**Your objective**
Each entry below should be reproduced character for character.

**Records for the task**
______________________________

use std::collections::HashSet;

use url::Url;
use watchcast_core::model::VideoId;

use crate::error::{Error, Result};

/// Normalizes a channel URL to scheme + host + path with the trailing slash
/// stripped, and rejects hosts outside `allowed_hosts`.
pub fn normalize_channel_url(raw: &str, allowed_hosts: &[String]) -> Result<String> {
    let parsed = Url::parse(raw).map_err(|_| Error::InvalidUrl(raw.to_string()))?;
    let host = parsed
        .host_str()
        .ok_or_else(|| Error::InvalidUrl(raw.to_string()))?;

    if !allowed_hosts.iter().any(|h| h == host) {
        return Err(Error::DisallowedHost(host.to_string()));
    }

    let path = parsed.path().trim_end_matches('/');
    Ok(format!("{}://{}{}", parsed.scheme(), host, path))
}

/// Extracts the set of video IDs currently visible on one channel URL.
///
/// Shells out to the configured discovery tool with `--flat-playlist` so the
/// call stays a shallow enumeration; per-video metadata is a separate fetch
/// (see [`crate::resolver`]). Any failure — bad host, spawn failure, non-zero
/// exit, malformed output — yields the empty set; this probe never fails the
/// caller's tick.
pub struct ChannelProbe {
    binary: String,
    allowed_hosts: Vec<String>,
}

impl ChannelProbe {
    #[must_use]
    pub fn new(binary: String, allowed_hosts: Vec<String>) -> Self {
        Self {
            binary,
            allowed_hosts,
        }
    }

    pub async fn probe(&self, channel_url: &str) -> HashSet<VideoId> {
        let normalized = match normalize_channel_url(channel_url, &self.allowed_hosts) {
            Ok(url) => url,
            Err(err) => {
                tracing::warn!(url = channel_url, error = %err, "rejecting channel url");
                return HashSet::new();
            }
        };

        match self.run_listing(&normalized).await {
            Ok(ids) => ids,
            Err(err) => {
                tracing::warn!(url = normalized, error = %err, "channel probe failed");
                HashSet::new()
            }
        }
    }

    async fn run_listing(&self, url: &str) -> Result<HashSet<VideoId>> {
        let output = tokio::process::Command::new(&self.binary)
            .args(["--flat-playlist", "--dump-json", "--no-warnings", url])
            .output()
            .await
            .map_err(|e| Error::Spawn("discovery", e))?;

        if !output.status.success() {
            return Ok(HashSet::new());
        }

        let stdout = String::from_utf8_lossy(&output.stdout);
        let mut ids = HashSet::new();
        for line in stdout.lines() {
            if line.trim().is_empty() {
                continue;
            }
            if let Ok(value) = serde_json::from_str::<serde_json::Value>(line) {
                if let Some(id) = value.get("id").and_then(|v| v.as_str()) {
                    ids.insert(id.to_string());
                }
            }
        }
        Ok(ids)
    }
}

#[cfg(test)]
mod tests {
    use super::*;

    fn hosts() -> Vec<String> {
        vec!["www.youtube.com".to_string()]
    }

    #[test]
    fn normalizes_trailing_slash() {
        let url = normalize_channel_url("https://www.youtube.com/@channel/", &hosts()).unwrap();
        assert_eq!(url, "https://www.youtube.com/@channel");
    }

    #[test]
    fn rejects_disallowed_host() {
        let err = normalize_channel_url("https://evil.example.com/@channel", &hosts());
        assert!(matches!(err, Err(Error::DisallowedHost(_))));
    }

    #[test]
    fn rejects_unparseable_url() {
        let err = normalize_channel_url("not a url", &hosts());
        assert!(err.is_err());
    }

    #[tokio::test]
    async fn probe_on_disallowed_host_yields_empty_set() {
        let probe = ChannelProbe::new("yt-dlp".to_string(), hosts());
        let ids = probe.probe("https://evil.example.com/@channel").await;
        assert!(ids.is_empty());
    }

    #[tokio::test]
    async fn probe_on_missing_binary_yields_empty_set() {
        let probe = ChannelProbe::new("definitely-not-a-real-binary".to_string(), hosts());
        let ids = probe.probe("https://www.youtube.com/@channel").await;
        assert!(ids.is_empty());
    }
}
pub mod error;
pub mod queue;
pub mod status_client;

pub use error::{Error, Result};
pub use queue::IngestQueue;
pub use status_client::IngestStatusClient;
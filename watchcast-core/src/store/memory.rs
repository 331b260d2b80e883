use std::collections::{HashMap, HashSet};

use async_trait::async_trait;
use tokio::sync::Mutex;

use super::{ChannelStore, StoreListing};
use crate::error::Result;
use crate::model::VideoId;

/// In-memory seen/notified store backing manual mode, where nothing is
/// persisted across process restarts.
#[derive(Default)]
pub struct MemoryStore {
    seen: Mutex<HashSet<VideoId>>,
    notified: Mutex<HashMap<VideoId, i64>>,
}

impl MemoryStore {
    #[must_use]
    pub fn new() -> Self {
        Self::default()
    }
}

#[async_trait]
impl ChannelStore for MemoryStore {
    async fn load_seen(&self) -> Result<HashSet<VideoId>> {
        Ok(self.seen.lock().await.clone())
    }

    async fn load_notified(&self) -> Result<HashMap<VideoId, i64>> {
        Ok(self.notified.lock().await.clone())
    }

    async fn add_seen(&self, ids: &HashSet<VideoId>) -> Result<()> {
        self.seen.lock().await.extend(ids.iter().cloned());
        Ok(())
    }

    async fn add_notified(&self, entries: &HashMap<VideoId, i64>) -> Result<()> {
        self.notified.lock().await.extend(entries.clone());
        Ok(())
    }

    async fn list(&self) -> Result<StoreListing> {
        Ok(StoreListing {
            seen: self.seen.lock().await.clone(),
            notified: self.notified.lock().await.clone(),
        })
    }
}

#[cfg(test)]
mod tests {
    use super::*;

    #[tokio::test]
    async fn seen_monotonically_grows() {
        let store = MemoryStore::new();
        let first: HashSet<VideoId> = ["a"].iter().map(|s| s.to_string()).collect();
        store.add_seen(&first).await.unwrap();
        let second: HashSet<VideoId> = ["b"].iter().map(|s| s.to_string()).collect();
        store.add_seen(&second).await.unwrap();
        let loaded = store.load_seen().await.unwrap();
        assert!(loaded.is_superset(&first));
        assert!(loaded.is_superset(&second));
    }

    #[tokio::test]
    async fn list_reflects_seen_and_notified() {
        let store = MemoryStore::new();
        let ids: HashSet<VideoId> = ["a"].iter().map(|s| s.to_string()).collect();
        store.add_seen(&ids).await.unwrap();
        let mut notified = HashMap::new();
        notified.insert("a".to_string(), 7);
        store.add_notified(&notified).await.unwrap();

        let listing = store.list().await.unwrap();
        assert_eq!(listing.seen, ids);
        assert_eq!(listing.notified.get("a"), Some(&7));
    }
}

______________________________

**Result for this exercise**
use std::collections::HashSet;

use url::Url;
use watchcast_core::model::VideoId;

use crate::error::{Error, Result};

/// Normalizes a channel URL to scheme + host + path with the trailing slash
/// stripped, and rejects hosts outside `allowed_hosts`.
pub fn normalize_channel_url(raw: &str, allowed_hosts: &[String]) -> Result<String> {
    let parsed = Url::parse(raw).map_err(|_| Error::InvalidUrl(raw.to_string()))?;
    let host = parsed
        .host_str()
        .ok_or_else(|| Error::InvalidUrl(raw.to_string()))?;

    if !allowed_hosts.iter().any(|h| h == host) {
        return Err(Error::DisallowedHost(host.to_string()));
    }

    let path = parsed.path().trim_end_matches('/');
    Ok(format!("{}://{}{}", parsed.scheme(), host, path))
}

/// Extracts the set of video IDs currently visible on one channel URL.
///
/// Shells out to the configured discovery tool with `--flat-playlist` so the
/// call stays a shallow enumeration; per-video metadata is a separate fetch
/// (see [`crate::resolver`]). Any failure — bad host, spawn failure, non-zero
/// exit, malformed output — yields the empty set; this probe never fails the
/// caller's tick.
pub struct ChannelProbe {
    binary: String,
    allowed_hosts: Vec<String>,
}

impl ChannelProbe {
    #[must_use]
    pub fn new(binary: String, allowed_hosts: Vec<String>) -> Self {
        Self {
            binary,
            allowed_hosts,
        }
    }

    pub async fn probe(&self, channel_url: &str) -> HashSet<VideoId> {
        let normalized = match normalize_channel_url(channel_url, &self.allowed_hosts) {
            Ok(url) => url,
            Err(err) => {
                tracing::warn!(url = channel_url, error = %err, "rejecting channel url");
                return HashSet::new();
            }
        };

        match self.run_listing(&normalized).await {
            Ok(ids) => ids,
            Err(err) => {
                tracing::warn!(url = normalized, error = %err, "channel probe failed");
                HashSet::new()
            }
        }
    }

    async fn run_listing(&self, url: &str) -> Result<HashSet<VideoId>> {
        let output = tokio::process::Command::new(&self.binary)
            .args(["--flat-playlist", "--dump-json", "--no-warnings", url])
            .output()
            .await
            .map_err(|e| Error::Spawn("discovery", e))?;

        if !output.status.success() {
            return Ok(HashSet::new());
        }

        let stdout = String::from_utf8_lossy(&output.stdout);
        let mut ids = HashSet::new();
        for line in stdout.lines() {
            if line.trim().is_empty() {
                continue;
            }
            if let Ok(value) = serde_json::from_str::<serde_json::Value>(line) {
                if let Some(id) = value.get("id").and_then(|v| v.as_str()) {
                    ids.insert(id.to_string());
                }
            }
        }
        Ok(ids)
    }
}

#[cfg(test)]
mod tests {
    use super::*;

    fn hosts() -> Vec<String> {
        vec!["www.youtube.com".to_string()]
    }

    #[test]
    fn normalizes_trailing_slash() {
        let url = normalize_channel_url("https://www.youtube.com/@channel/", &hosts()).unwrap();
        assert_eq!(url, "https://www.youtube.com/@channel");
    }

    #[test]
    fn rejects_disallowed_host() {
        let err = normalize_channel_url("https://evil.example.com/@channel", &hosts());
        assert!(matches!(err, Err(Error::DisallowedHost(_))));
    }

    #[test]
    fn rejects_unparseable_url() {
        let err = normalize_channel_url("not a url", &hosts());
        assert!(err.is_err());
    }

    #[tokio::test]
    async fn probe_on_disallowed_host_yields_empty_set() {
        let probe = ChannelProbe::new("yt-dlp".to_string(), hosts());
        let ids = probe.probe("https://evil.example.com/@channel").await;
        assert!(ids.is_empty());
    }

    #[tokio::test]
    async fn probe_on_missing_binary_yields_empty_set() {
        let probe = ChannelProbe::new("definitely-not-a-real-binary".to_string(), hosts());
        let ids = probe.probe("https://www.youtube.com/@channel").await;
        assert!(ids.is_empty());
    }
}
pub mod error;
pub mod queue;
pub mod status_client;

pub use error::{Error, Result};
pub use queue::IngestQueue;
pub use status_client::IngestStatusClient;
filename watchcast-core/src/store/memory.rs
repository 331b260d2b80e883
use std::collections::{HashMap, HashSet};

use async_trait::async_trait;
use tokio::sync::Mutex;

use super::{ChannelStore, StoreListing};
use crate::error::Result;
use crate::model::VideoId;

/// In-memory seen/notified store backing manual mode, where nothing is
/// persisted across process restarts.
#[derive(Default)]
pub struct MemoryStore {
    seen: Mutex<HashSet<VideoId>>,
    notified: Mutex<HashMap<VideoId, i64>>,
}

impl MemoryStore {
    #[must_use]
    pub fn new() -> Self {
        Self::default()
    }
}

#[async_trait]
impl ChannelStore for MemoryStore {
    async fn load_seen(&self) -> Result<HashSet<VideoId>> {
        Ok(self.seen.lock().await.clone())
    }

    async fn load_notified(&self) -> Result<HashMap<VideoId, i64>> {
        Ok(self.notified.lock().await.clone())
    }

    async fn add_seen(&self, ids: &HashSet<VideoId>) -> Result<()> {
        self.seen.lock().await.extend(ids.iter().cloned());
        Ok(())
    }

    async fn add_notified(&self, entries: &HashMap<VideoId, i64>) -> Result<()> {
        self.notified.lock().await.extend(entries.clone());
        Ok(())
    }

    async fn list(&self) -> Result<StoreListing> {
        Ok(StoreListing {
            seen: self.seen.lock().await.clone(),
            notified: self.notified.lock().await.clone(),
        })
    }
}

#[cfg(test)]
mod tests {
    use super::*;

    #[tokio::test]
    async fn seen_monotonically_grows() {
        let store = MemoryStore::new();
        let first: HashSet<VideoId> = ["a"].iter().map(|s| s.to_string()).collect();
        store.add_seen(&first).await.unwrap();
        let second: HashSet<VideoId> = ["b"].iter().map(|s| s.to_string()).collect();
        store.add_seen(&second).await.unwrap();
        let loaded = store.load_seen().await.unwrap();
        assert!(loaded.is_superset(&first));
        assert!(loaded.is_superset(&second));
    }

    #[tokio::test]
    async fn list_reflects_seen_and_notified() {
        let store = MemoryStore::new();
        let ids: HashSet<VideoId> = ["a"].iter().map(|s| s.to_string()).collect();
        store.add_seen(&ids).await.unwrap();
        let mut notified = HashMap::new();
        notified.insert("a".to_string(), 7);
        store.add_notified(&notified).await.unwrap();

        let listing = store.list().await.unwrap();
        assert_eq!(listing.seen, ids);
        assert_eq!(listing.notified.get("a"), Some(&7));
    }
}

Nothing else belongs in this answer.